Has anyone been able to define well or measure differences between vinyl and digital?


It’s obvious right? They sound different, and I’m sure they measure differently. Well we know the dynamic range of cd’s is larger than vinyl.

But do we have an agreed description or agreed measurements of the differences between vinyl and digital?

I know this is a hot topic so I am asking not for trouble but for well reasoned and detailed replies, if possible. And courtesy among us. Please.

I’ve always wondered why vinyl sounds more open, airy and transparent in the mid range. And of cd’s and most digital sounds quieter and yet lifeless than compared with vinyl. YMMV of course, I am looking for the reasons, and appreciation of one another’s experience.

128x128johnread57

@fair

Ref: your long tech commentary and explanation above.

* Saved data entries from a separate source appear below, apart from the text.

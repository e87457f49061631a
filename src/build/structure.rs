//! Construction, initialization, and control-flow factories.

use exprtree_core::{BuildError, Catalog, MethodRef, Ty, TypeHash};

use crate::build::members::{find_best_match, resolve_add_method};
use crate::build::{coerce, invalid, mismatch};
use crate::node::{ElementInit, MemberBinding, Node, NodeKind, NodeRef, SwitchCase};

/// A constructor invocation for a registered type. A type without declared
/// constructors gets a synthesized default constructor taking no arguments;
/// every field starts at its default value.
pub fn new_instance(
    catalog: &Catalog,
    ty: TypeHash,
    args: Vec<NodeRef>,
) -> Result<NodeRef, BuildError> {
    let Some(entry) = catalog.get(ty) else {
        return Err(invalid("construction of an unregistered type"));
    };
    let name = entry.name.clone();
    let ctors = catalog.find_ctors(ty);
    if ctors.is_empty() {
        if !args.is_empty() {
            return Err(BuildError::ArityMismatch { expected: 0, actual: args.len() });
        }
        return Ok(Node::new(Ty::Object(ty), NodeKind::New { ty, ctor: None, args }));
    }
    let arg_tys: Vec<Ty> = args.iter().map(|a| a.ty.clone()).collect();
    let ctor = find_best_match(catalog, &name, &ctors, &arg_tys, 0)?;
    let mut coerced = Vec::with_capacity(args.len());
    for (param, arg) in ctor.params.iter().zip(args) {
        coerced.push(coerce(catalog, arg, &param.ty)?);
    }
    Ok(Node::new(Ty::Object(ty), NodeKind::New { ty, ctor: Some(ctor), args: coerced }))
}

/// An array of the given element type initialized from the item expressions.
pub fn new_array(
    catalog: &Catalog,
    elem: Ty,
    items: Vec<NodeRef>,
) -> Result<NodeRef, BuildError> {
    if elem == Ty::Void {
        return Err(invalid("arrays cannot hold void"));
    }
    let mut coerced = Vec::with_capacity(items.len());
    for item in items {
        coerced.push(coerce(catalog, item, &elem)?);
    }
    Ok(Node::new(Ty::array(elem.clone()), NodeKind::NewArray { elem, items: coerced }))
}

/// Construction followed by element adds: each item argument list resolves
/// against the type's `add` method overloads.
pub fn list_init(
    catalog: &Catalog,
    new_node: NodeRef,
    items: Vec<Vec<NodeRef>>,
) -> Result<NodeRef, BuildError> {
    let owner = require_new(catalog, &new_node)?;
    let mut inits = Vec::with_capacity(items.len());
    for args in items {
        inits.push(element_init(catalog, owner, None, args)?);
    }
    Ok(Node::new(new_node.ty.clone(), NodeKind::ListInit { new_node, items: inits }))
}

/// Construction followed by element adds through an explicitly chosen add
/// method.
pub fn list_init_with(
    catalog: &Catalog,
    new_node: NodeRef,
    method: MethodRef,
    items: Vec<Vec<NodeRef>>,
) -> Result<NodeRef, BuildError> {
    let owner = require_new(catalog, &new_node)?;
    let mut inits = Vec::with_capacity(items.len());
    for args in items {
        inits.push(element_init(catalog, owner, Some(method.clone()), args)?);
    }
    Ok(Node::new(new_node.ty.clone(), NodeKind::ListInit { new_node, items: inits }))
}

fn require_new(catalog: &Catalog, node: &NodeRef) -> Result<TypeHash, BuildError> {
    match &node.kind {
        NodeKind::New { ty, .. } => Ok(*ty),
        _ => Err(invalid(format!(
            "initialization needs a construction node, got one of type {}",
            catalog.ty_name(&node.ty)
        ))),
    }
}

fn element_init(
    catalog: &Catalog,
    owner: TypeHash,
    method: Option<MethodRef>,
    args: Vec<NodeRef>,
) -> Result<ElementInit, BuildError> {
    let method = match method {
        Some(method) => method,
        None => {
            let arg_tys: Vec<Ty> = args.iter().map(|a| a.ty.clone()).collect();
            resolve_add_method(catalog, owner, &arg_tys)?
        }
    };
    if method.params.len() != args.len() {
        return Err(BuildError::ArityMismatch {
            expected: method.params.len(),
            actual: args.len(),
        });
    }
    let mut coerced = Vec::with_capacity(args.len());
    for (param, arg) in method.params.iter().zip(args) {
        coerced.push(coerce(catalog, arg, &param.ty)?);
    }
    Ok(ElementInit { method, args: coerced })
}

/// A field-assignment binding for [`member_init`].
pub fn bind(
    catalog: &Catalog,
    owner: TypeHash,
    name: &str,
    value: NodeRef,
) -> Result<MemberBinding, BuildError> {
    let field = lookup_field(catalog, owner, name)?;
    if field.is_readonly() {
        return Err(BuildError::ReadOnlyMember {
            owner: catalog.ty_name(&Ty::Object(owner)),
            name: name.to_string(),
        });
    }
    let value = coerce(catalog, value, &field.ty)?;
    Ok(MemberBinding::Assignment { field, value })
}

/// A nested binding: initialize members of an object-typed field in place.
pub fn bind_nested(
    catalog: &Catalog,
    owner: TypeHash,
    name: &str,
    bindings: Vec<MemberBinding>,
) -> Result<MemberBinding, BuildError> {
    let field = lookup_field(catalog, owner, name)?;
    if field.ty.strip_nullable().as_object().is_none() {
        return Err(mismatch(format!(
            "nested bindings need an object-typed field, '{}' is {}",
            name,
            catalog.ty_name(&field.ty)
        )));
    }
    Ok(MemberBinding::Nested { field, bindings })
}

/// A list binding: populate a collection-typed field through its `add`
/// method overloads.
pub fn bind_list(
    catalog: &Catalog,
    owner: TypeHash,
    name: &str,
    items: Vec<Vec<NodeRef>>,
) -> Result<MemberBinding, BuildError> {
    let field = lookup_field(catalog, owner, name)?;
    let Some(field_ty) = field.ty.strip_nullable().as_object() else {
        return Err(mismatch(format!(
            "list bindings need an object-typed field, '{}' is {}",
            name,
            catalog.ty_name(&field.ty)
        )));
    };
    let mut inits = Vec::with_capacity(items.len());
    for args in items {
        inits.push(element_init(catalog, field_ty, None, args)?);
    }
    Ok(MemberBinding::List { field, items: inits })
}

fn lookup_field(
    catalog: &Catalog,
    owner: TypeHash,
    name: &str,
) -> Result<std::rc::Rc<exprtree_core::FieldEntry>, BuildError> {
    catalog.find_field(owner, name)?.ok_or_else(|| BuildError::UnknownMember {
        owner: catalog.ty_name(&Ty::Object(owner)),
        name: name.to_string(),
    })
}

/// Construction followed by member bindings, evaluated in binding order.
pub fn member_init(
    catalog: &Catalog,
    new_node: NodeRef,
    bindings: Vec<MemberBinding>,
) -> Result<NodeRef, BuildError> {
    require_new(catalog, &new_node)?;
    Ok(Node::new(new_node.ty.clone(), NodeKind::MemberInit { new_node, bindings }))
}

/// A ternary conditional. The branches must share a type, with one branch
/// implicitly adjusting to the other's when they differ.
pub fn conditional(
    catalog: &Catalog,
    test: NodeRef,
    if_true: NodeRef,
    if_false: NodeRef,
) -> Result<NodeRef, BuildError> {
    if test.ty != Ty::Bool {
        return Err(mismatch(format!(
            "conditional test must be bool, got {}",
            catalog.ty_name(&test.ty)
        )));
    }
    let (if_true, if_false) = if if_true.ty == if_false.ty {
        (if_true, if_false)
    } else if let Ok(adjusted) = coerce(catalog, if_false.clone(), &if_true.ty) {
        (if_true, adjusted)
    } else {
        let target = if_false.ty.clone();
        let adjusted = coerce(catalog, if_true, &target)?;
        (adjusted, if_false)
    };
    let ty = if_true.ty.clone();
    Ok(Node::new(ty, NodeKind::Conditional { test, if_true, if_false }))
}

/// One case arm for [`switch_`]: any of the test values selects the body.
pub fn switch_case(tests: Vec<NodeRef>, body: NodeRef) -> Result<SwitchCase, BuildError> {
    if tests.is_empty() {
        return Err(invalid("a switch case needs at least one test value"));
    }
    Ok(SwitchCase { tests, body })
}

/// A switch: the subject is evaluated once, cases are tried in declaration
/// order, and within a case the test values in order; the first match wins.
/// A switch that produces a value must carry a default case. A switch with
/// no cases is legal: it evaluates the subject, then the default if one was
/// given; without a default it is void.
pub fn switch_(
    catalog: &Catalog,
    value: NodeRef,
    cases: Vec<SwitchCase>,
    default: Option<NodeRef>,
) -> Result<NodeRef, BuildError> {
    switch_with(catalog, value, None, cases, default)
}

/// [`switch_`] with a custom comparison method: a static two-parameter
/// predicate returning `bool`, replacing structural value equality.
pub fn switch_with(
    catalog: &Catalog,
    value: NodeRef,
    comparison: Option<MethodRef>,
    cases: Vec<SwitchCase>,
    default: Option<NodeRef>,
) -> Result<NodeRef, BuildError> {
    let test_ty = match &comparison {
        Some(method) => {
            if !method.is_static() {
                return Err(invalid("a switch comparison method must be static"));
            }
            if method.params.len() != 2 {
                return Err(BuildError::ArityMismatch {
                    expected: 2,
                    actual: method.params.len(),
                });
            }
            if method.ret != Ty::Bool {
                return Err(mismatch(format!(
                    "a switch comparison must return bool, '{}' returns {}",
                    method.name,
                    catalog.ty_name(&method.ret)
                )));
            }
            if value.ty != method.params[0].ty
                && !catalog.is_assignable(&value.ty, &method.params[0].ty)
            {
                return Err(mismatch(format!(
                    "switch value {} does not fit comparison parameter {}",
                    catalog.ty_name(&value.ty),
                    catalog.ty_name(&method.params[0].ty)
                )));
            }
            method.params[1].ty.clone()
        }
        None => value.ty.clone(),
    };

    let result_ty = match &default {
        Some(default) => default.ty.clone(),
        None => {
            if cases.iter().any(|c| c.body.ty != Ty::Void) {
                return Err(BuildError::InvalidOperation {
                    message: "a switch producing a value needs a default case".into(),
                });
            }
            Ty::Void
        }
    };

    let mut checked_cases = Vec::with_capacity(cases.len());
    for case in cases {
        let mut tests = Vec::with_capacity(case.tests.len());
        for test in case.tests {
            tests.push(coerce(catalog, test, &test_ty)?);
        }
        let body = if result_ty == Ty::Void {
            case.body
        } else {
            coerce(catalog, case.body, &result_ty)?
        };
        checked_cases.push(SwitchCase { tests, body });
    }

    Ok(Node::new(
        result_ty,
        NodeKind::Switch { value, cases: checked_cases, default, comparison },
    ))
}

This is the single best explanation I’ve (ever) heard.

Thanks for taking the time to write this here.

 

Some have stated here that digital sounds 'lifeless'.

The reason for this is obvious and immutable.  It arises because the analogue signal has been chopped up into billions of pieces.  It is chopped up in two dimensions: frequency and time.  Once it has been diced in this way, all the expensive gizmos in the world cannot put it back the way it was.  It will never sound like the original analogue experience.  Of the two dimensions, chopping time is by far the more damaging.  However good your clock the timing will be forever artificial.  it will never again sound like the real thing.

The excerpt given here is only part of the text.